OPN『Age Of』は“ワイドスクリーン・バロック”的? 『構造素子』の樋口恭介氏が読み解く

OPN新作を小説家・樋口恭介氏が語る

 映画『グッド・タイム』のサントラで、第70回カンヌ国際映画祭のカンヌ・サウンドトラック賞に輝いたことも記憶に新しいOneohtrix Point Neverことダニエル・ロパティンが、最新アルバムとなる本作『Age Of』を完成させた。本作を語る上で、まず触れなくてはならないのが、先日ニューヨークで三日間に渡って披露された『MYRIAD』と名付けられた最新コンサートだ。ロパティン曰く、「スーパーインテリジェンス(超絶知能)が考える僕らのストーリー」が描かれたそれは、言語が生まれる前の時代「ECCO」、人類が会話や道具を活かすようになる「HARVEST」、世界が大きく発展を遂げる「EXCESS」、そして大きくなりすぎて人類が行き詰まる「BONDAGE」という4つの時代で構成されている。このような作品になったのは、アノーニとツアー中に環境問題で議論をしたのがキッカケだったという。「一万年後には人は絶滅するんだから、環境を考えることは意味がない」と言ったロパティンに対し、アノーニは「君はニヒリストだ」と怒りを隠さず、議論は瞬く間に口論になってしまったそうだ。このことが頭から離れなかったロパティンは、先のことを考えても意味がないと笑った自身を内省し、「僕はニヒリストなのか?」と自問した。「それがすべての始まりだった」と語った後、次のような言葉を残している。
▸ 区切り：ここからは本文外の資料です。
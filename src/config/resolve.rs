// src/config/resolve.rs

//! The configuration resolver.
//!
//! A build's effective configuration is produced by folding its sources
//! through a fixed, ordered list of pure steps (see [`PIPELINE`]). Each step
//! takes the accumulated [`Resolution`] and returns the next one; the order
//! matters because later steps read what earlier steps derived.
//!
//! The result is an immutable [`BuildConfig`]. Nothing patches a
//! `BuildConfig` after the fact: picking up configuration changes means
//! resolving again from the original [`ResolveBase`].

use std::collections::BTreeMap;
use std::path::{Component, Path, PathBuf};

use toml::{Table, Value};
use tracing::{debug, trace, warn};

use crate::config::loader::{
    load_build_declaration, load_project_document, DEFAULT_PROJECT_CONFIG,
};
use crate::config::merge::{merge_all, merge_tables};
use crate::config::model::{BuildDeclaration, BuildOptions, CompilerView};
use crate::config::validate::validate_document;
use crate::errors::ConfigError;
use crate::types::{Mode, Optimizations, ReloadOptions};

/// Marker directory segment used to derive the public asset path.
pub const PUBLIC_MARKER: &str = "public";
pub const DEFAULT_TARGET_DIR: &str = "target";
pub const DEFAULT_ARTIFACT_EXTENSION: &str = "js";
pub const DEFAULT_SOURCE_PATH: &str = "src";

/// Command-line input, independent of how it was parsed.
#[derive(Debug, Clone, Default)]
pub struct CliInput {
    /// Positional words; the first one selects the mode.
    pub positional: Vec<String>,
    /// Explicit `--watch` paths.
    pub watch: Vec<PathBuf>,
    pub main: Option<String>,
    pub optimizations: Option<Optimizations>,
    pub output_to: Option<PathBuf>,
    pub output_dir: Option<PathBuf>,
    /// `--no-reload`: explicitly disables live reload.
    pub no_reload: bool,
    /// `--server key=value` overrides for REPL/server-facing options.
    pub server: Table,
}

impl CliInput {
    /// The mode named by the first positional word.
    pub fn mode(&self) -> Result<Mode, ConfigError> {
        match self.positional.first() {
            Some(word) => word.parse::<Mode>().map_err(ConfigError::Invalid),
            None => Ok(Mode::Default),
        }
    }
}

/// The effective configuration of one build.
#[derive(Debug, Clone, PartialEq)]
pub struct BuildConfig {
    pub id: String,
    pub mode: Mode,
    pub main: Option<String>,
    /// Ordered, deduplicated, all existing.
    pub watch_paths: Vec<PathBuf>,
    /// Opaque options handed to the compiler, including the resolved
    /// `main`, `optimizations`, `output-to` and `output-dir`.
    pub compiler_options: Table,
    pub optimizations: Optimizations,
    pub live_reload: bool,
    pub output_to: PathBuf,
    pub output_dir: PathBuf,
    /// Path of the output directory below the public marker, if any.
    pub asset_path: Option<String>,
    pub reload_options: ReloadOptions,
    /// Identity used to correlate a running client with this build.
    pub connect_metadata: BTreeMap<String, String>,
    /// REPL/server-facing options.
    pub server_options: Table,
}

/// Everything needed to resolve any build again from scratch.
#[derive(Debug, Clone)]
pub struct ResolveBase {
    pub cli: CliInput,
    pub root: PathBuf,
    pub project_config: PathBuf,
}

impl ResolveBase {
    pub fn new(cli: CliInput, root: impl Into<PathBuf>, project_config: Option<PathBuf>) -> Self {
        let root = root.into();
        let project_config = match project_config {
            Some(p) => root.join(p),
            None => root.join(DEFAULT_PROJECT_CONFIG),
        };
        Self {
            cli,
            root,
            project_config,
        }
    }

    /// Directory holding the `<id>.build.toml` declarations.
    pub fn build_dir(&self) -> Result<PathBuf, ConfigError> {
        let project = load_project_document(&self.project_config)?;
        build_dir_from(&self.root, project.as_ref())
    }

    /// Read every source from disk and resolve build `id`.
    pub fn resolve_build(&self, id: &str) -> Result<BuildConfig, ConfigError> {
        let project = load_project_document(&self.project_config)?;
        let build_dir = build_dir_from(&self.root, project.as_ref())?;
        let declaration = load_build_declaration(&build_dir, id)?;
        resolve(&self.cli, &self.root, project, declaration)
    }
}

fn build_dir_from(root: &Path, project: Option<&Table>) -> Result<PathBuf, ConfigError> {
    let dir = match project {
        Some(table) => BuildOptions::from_table(table, "project config")?.build_dir,
        None => None,
    };
    Ok(dir.map(|d| root.join(d)).unwrap_or_else(|| root.to_path_buf()))
}

/// Accumulated state threaded through the pipeline.
#[derive(Debug, Clone)]
pub struct Resolution {
    cli: CliInput,
    root: PathBuf,
    id: String,
    project: Option<Table>,
    declaration: BuildDeclaration,
    options: Table,
    compiler: Table,
    mode: Mode,
    main: Option<String>,
    watch_paths: Vec<PathBuf>,
    live_reload: bool,
    output_to: Option<PathBuf>,
    configured_output_dir: Option<PathBuf>,
    asset_path: Option<String>,
    server: Table,
}

type Step = fn(Resolution) -> Result<Resolution, ConfigError>;

/// The resolver steps, in order.
pub const PIPELINE: &[(&str, Step)] = &[
    ("merge-project-config", merge_project_config),
    ("merge-build-metadata", merge_build_metadata),
    ("derive-mode", derive_mode),
    ("derive-main", derive_main),
    ("derive-watch-paths", derive_watch_paths),
    ("derive-live-reload", derive_live_reload),
    ("default-output-paths", default_output_paths),
    ("default-asset-path", default_asset_path),
    ("finalize-server-options", finalize_server_options),
];

/// Resolve one build from already-loaded sources.
pub fn resolve(
    cli: &CliInput,
    root: &Path,
    project: Option<Table>,
    declaration: BuildDeclaration,
) -> Result<BuildConfig, ConfigError> {
    let mut state = Resolution {
        cli: cli.clone(),
        root: root.to_path_buf(),
        id: declaration.id.clone(),
        project,
        declaration,
        options: Table::new(),
        compiler: Table::new(),
        mode: Mode::Default,
        main: None,
        watch_paths: Vec::new(),
        live_reload: false,
        output_to: None,
        configured_output_dir: None,
        asset_path: None,
        server: Table::new(),
    };

    for (name, step) in PIPELINE {
        trace!(build = %state.id, step = *name, "resolver step");
        state = step(state)?;
    }

    let config = finish(state)?;
    debug!(
        build = %config.id,
        mode = ?config.mode,
        live_reload = config.live_reload,
        watch_paths = ?config.watch_paths,
        "resolved build config"
    );
    Ok(config)
}

fn options_view(state: &Resolution) -> Result<BuildOptions, ConfigError> {
    BuildOptions::from_table(&state.options, &state.id)
}

fn compiler_view(state: &Resolution) -> Result<CompilerView, ConfigError> {
    CompilerView::from_table(&state.compiler, &state.id)
}

fn path_value(path: &Path) -> Value {
    Value::String(path.to_string_lossy().into_owned())
}

// 1.
fn merge_project_config(mut state: Resolution) -> Result<Resolution, ConfigError> {
    if let Some(project) = &state.project {
        state.options = merge_tables(std::mem::take(&mut state.options), project.clone());
    }
    Ok(state)
}

// 2. Build-specific options override the project document. Schema validation
// runs here because `validate-config` itself may come from either source.
fn merge_build_metadata(mut state: Resolution) -> Result<Resolution, ConfigError> {
    let meta = state.declaration.meta.clone();
    state.options = merge_tables(std::mem::take(&mut state.options), meta);

    if options_view(&state)?.validation_enabled() {
        if let Some(project) = &state.project {
            validate_document("project config", project, None)?;
        }
        let origin = state.declaration.path.display().to_string();
        validate_document(
            &origin,
            &state.declaration.meta,
            Some(&state.declaration.compiler),
        )?;
    }

    let mut overrides = Table::new();
    if let Some(opt) = state.cli.optimizations {
        overrides.insert("optimizations".into(), Value::String(opt.to_string()));
    }
    if let Some(p) = &state.cli.output_to {
        overrides.insert("output-to".into(), path_value(p));
    }
    if let Some(p) = &state.cli.output_dir {
        overrides.insert("output-dir".into(), path_value(p));
    }
    state.compiler = merge_all([state.declaration.compiler.clone(), overrides]);
    Ok(state)
}

// 3.
fn derive_mode(mut state: Resolution) -> Result<Resolution, ConfigError> {
    state.mode = state.cli.mode()?;
    if state.cli.positional.len() > 1 {
        warn!(
            ignored = ?&state.cli.positional[1..],
            "only the first positional word selects the mode"
        );
    }
    Ok(state)
}

// 4.
fn derive_main(mut state: Resolution) -> Result<Resolution, ConfigError> {
    let main = match &state.cli.main {
        Some(m) => Some(m.clone()),
        None => compiler_view(&state)?.main,
    };
    if let Some(m) = &main {
        state.compiler.insert("main".into(), Value::String(m.clone()));
    }
    state.main = main;
    Ok(state)
}

// 5.
fn derive_watch_paths(mut state: Resolution) -> Result<Resolution, ConfigError> {
    let opts = options_view(&state)?;

    let mut candidates: Vec<PathBuf> = state.cli.watch.clone();
    candidates.extend(opts.watch_dirs.clone().unwrap_or_default());

    let mut resolved: Vec<PathBuf> = Vec::with_capacity(candidates.len() + 1);
    for path in candidates {
        let abs = state.root.join(&path);
        if !abs.exists() {
            return Err(ConfigError::MissingWatchPath(abs));
        }
        push_distinct(&mut resolved, abs);
    }

    if let Some(main) = &state.main {
        let source_paths = opts
            .source_paths
            .clone()
            .unwrap_or_else(|| vec![PathBuf::from(DEFAULT_SOURCE_PATH)]);
        let extensions = opts
            .compiled_extensions
            .clone()
            .unwrap_or_else(|| ReloadOptions::default().compiled_extensions);
        match implied_watch_path(&state.root, main, &source_paths, &extensions) {
            Some(dir) => push_distinct(&mut resolved, dir),
            None => debug!(build = %state.id, main = %main, "entry point not found in source paths"),
        }
    }

    state.watch_paths = resolved;
    Ok(state)
}

fn push_distinct(paths: &mut Vec<PathBuf>, path: PathBuf) {
    if !paths.contains(&path) {
        paths.push(path);
    }
}

/// Directory implied by the entry point's location.
///
/// `main` is either a file path (its parent directory is watched) or a
/// dotted name such as `app.core`, looked up as `app/core.<ext>` under each
/// source path; the source path that contains it is watched.
fn implied_watch_path(
    root: &Path,
    main: &str,
    source_paths: &[PathBuf],
    extensions: &[String],
) -> Option<PathBuf> {
    if main.contains('/') || main.contains('\\') {
        let file = root.join(main);
        return file
            .is_file()
            .then(|| file.parent().map(Path::to_path_buf))
            .flatten();
    }

    let rel = main.replace('.', "/").replace('-', "_");
    source_paths.iter().map(|sp| root.join(sp)).find(|dir| {
        extensions
            .iter()
            .any(|ext| dir.join(format!("{rel}.{ext}")).is_file())
    })
}

// 6.
fn derive_live_reload(mut state: Resolution) -> Result<Resolution, ConfigError> {
    let reload_enabled = !state.cli.no_reload && options_view(&state)?.reload.unwrap_or(true);
    let optimizations = compiler_view(&state)?.optimizations.unwrap_or_default();
    let watching = state.mode == Mode::Repl || !state.watch_paths.is_empty();

    state.live_reload = reload_enabled && watching && optimizations == Optimizations::None;
    Ok(state)
}

// 7.
fn default_output_paths(mut state: Resolution) -> Result<Resolution, ConfigError> {
    let opts = options_view(&state)?;
    let view = compiler_view(&state)?;

    let out_root = opts
        .target_dir
        .unwrap_or_else(|| PathBuf::from(DEFAULT_TARGET_DIR))
        .join(PUBLIC_MARKER)
        .join("out");
    let ext = opts
        .artifact_extension
        .unwrap_or_else(|| DEFAULT_ARTIFACT_EXTENSION.to_string());

    let output_dir = view.output_dir.unwrap_or_else(|| out_root.join(&state.id));
    let output_to = view
        .output_to
        .unwrap_or_else(|| out_root.join(format!("{}-main.{ext}", state.id)));

    state
        .compiler
        .insert("output-dir".into(), path_value(&state.root.join(&output_dir)));
    state
        .compiler
        .insert("output-to".into(), path_value(&state.root.join(&output_to)));

    state.configured_output_dir = Some(output_dir);
    state.output_to = Some(output_to);
    Ok(state)
}

// 8.
fn default_asset_path(mut state: Resolution) -> Result<Resolution, ConfigError> {
    state.asset_path = state
        .configured_output_dir
        .as_deref()
        .and_then(asset_path_for);
    Ok(state)
}

/// Everything after the last `public` segment, joined with `/`.
pub fn asset_path_for(output_dir: &Path) -> Option<String> {
    let parts: Vec<String> = output_dir
        .components()
        .filter_map(|c| match c {
            Component::Normal(s) => Some(s.to_string_lossy().into_owned()),
            _ => None,
        })
        .collect();
    let marker = parts.iter().rposition(|p| p == PUBLIC_MARKER)?;
    let rest = &parts[marker + 1..];
    (!rest.is_empty()).then(|| rest.join("/"))
}

// 9. Config file < computed paths < command line.
fn finalize_server_options(mut state: Resolution) -> Result<Resolution, ConfigError> {
    let configured = options_view(&state)?.server.unwrap_or_default();

    let mut computed = Table::new();
    for key in ["output-to", "output-dir"] {
        if let Some(v) = state.compiler.get(key) {
            computed.insert(key.into(), v.clone());
        }
    }
    if let Some(asset) = &state.asset_path {
        computed.insert("asset-path".into(), Value::String(asset.clone()));
    }

    state.server = merge_all([configured, computed, state.cli.server.clone()]);
    Ok(state)
}

fn finish(state: Resolution) -> Result<BuildConfig, ConfigError> {
    let opts = options_view(&state)?;
    let view = compiler_view(&state)?;
    let defaults = ReloadOptions::default();

    let reload_options = ReloadOptions {
        compiled_extensions: opts.compiled_extensions.unwrap_or(defaults.compiled_extensions),
        support_extensions: opts.support_extensions.unwrap_or(defaults.support_extensions),
        exclude: opts.exclude.unwrap_or(defaults.exclude),
        debounce_ms: opts.debounce_ms.unwrap_or(defaults.debounce_ms),
    };

    let mut connect_metadata = opts.connect.unwrap_or_default();
    connect_metadata.insert("build-id".to_string(), state.id.clone());

    let output_to = state
        .output_to
        .map(|p| state.root.join(p))
        .ok_or_else(|| ConfigError::Invalid("output-to was not derived".into()))?;
    let output_dir = state
        .configured_output_dir
        .map(|p| state.root.join(p))
        .ok_or_else(|| ConfigError::Invalid("output-dir was not derived".into()))?;

    Ok(BuildConfig {
        id: state.id,
        mode: state.mode,
        main: state.main,
        watch_paths: state.watch_paths,
        compiler_options: state.compiler,
        optimizations: view.optimizations.unwrap_or_default(),
        live_reload: state.live_reload,
        output_to,
        output_dir,
        asset_path: state.asset_path,
        reload_options,
        connect_metadata,
        server_options: state.server,
    })
}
「それから敏感になって、情報やものを知ることによって感じ方は変わるということに気づいた。今すぐ変えなきゃいけないことじゃないって思っていたこととかを思うと暗い気持ちになった。地球が死ぬということ、そしてその理由が僕らだということ。『MYRIAD』の考えはここからきたんだ。最後に生き残るのは人工知能とかコンピューターで、それらが母、つまり人間に対してセンチメンタルな思いを馳せる。一体なにが起こったんだ? って考え始める。そして、残念なことに僕らは間違いを繰り返す。人工知能だけは自然との折り合いをつけられるから生き残る。この『Age Of』はちょっとした警告のようなものなんだ。

 今まではコンセプトがあって、自分の生活とは関わりのないものだった。今回のは複雑に感じるかもしれないし、実際そうだけど、僕の人生に関することなんだ」

 そんな本作について、歌詞翻訳の監修を務めた小説家の樋口恭介氏が語ってくれた。第5回ハヤカワSFコンテストの大賞に輝いた『構造素子』は、「OPNの『Garden Of Delete』を聴いているときに基本的な着想を思いつきました」と述べるなど、樋口氏は大のOPNファンとして知られており、SNS上でそれを発見したレーベルスタッフが彼に訳詞監修を依頼したという経緯もある。OPNの音楽との出逢いについて樋口氏に聞くと、彼はまず、このようなことを話してくれた。

「OPNを集中的に聴き始めたのは〈Warp Records〉移籍後からです。元々シューゲイザーやノイズ、ドローンが好きだったので、『Returnal』のノイズ・ウォール的な音塊からドローンになだれ込み、そのままメロディアスでポップな曲調に移行する壮大とも言える展開には、批評的な視点抜きの、音楽に対する身体的/生理的反応として感動しました。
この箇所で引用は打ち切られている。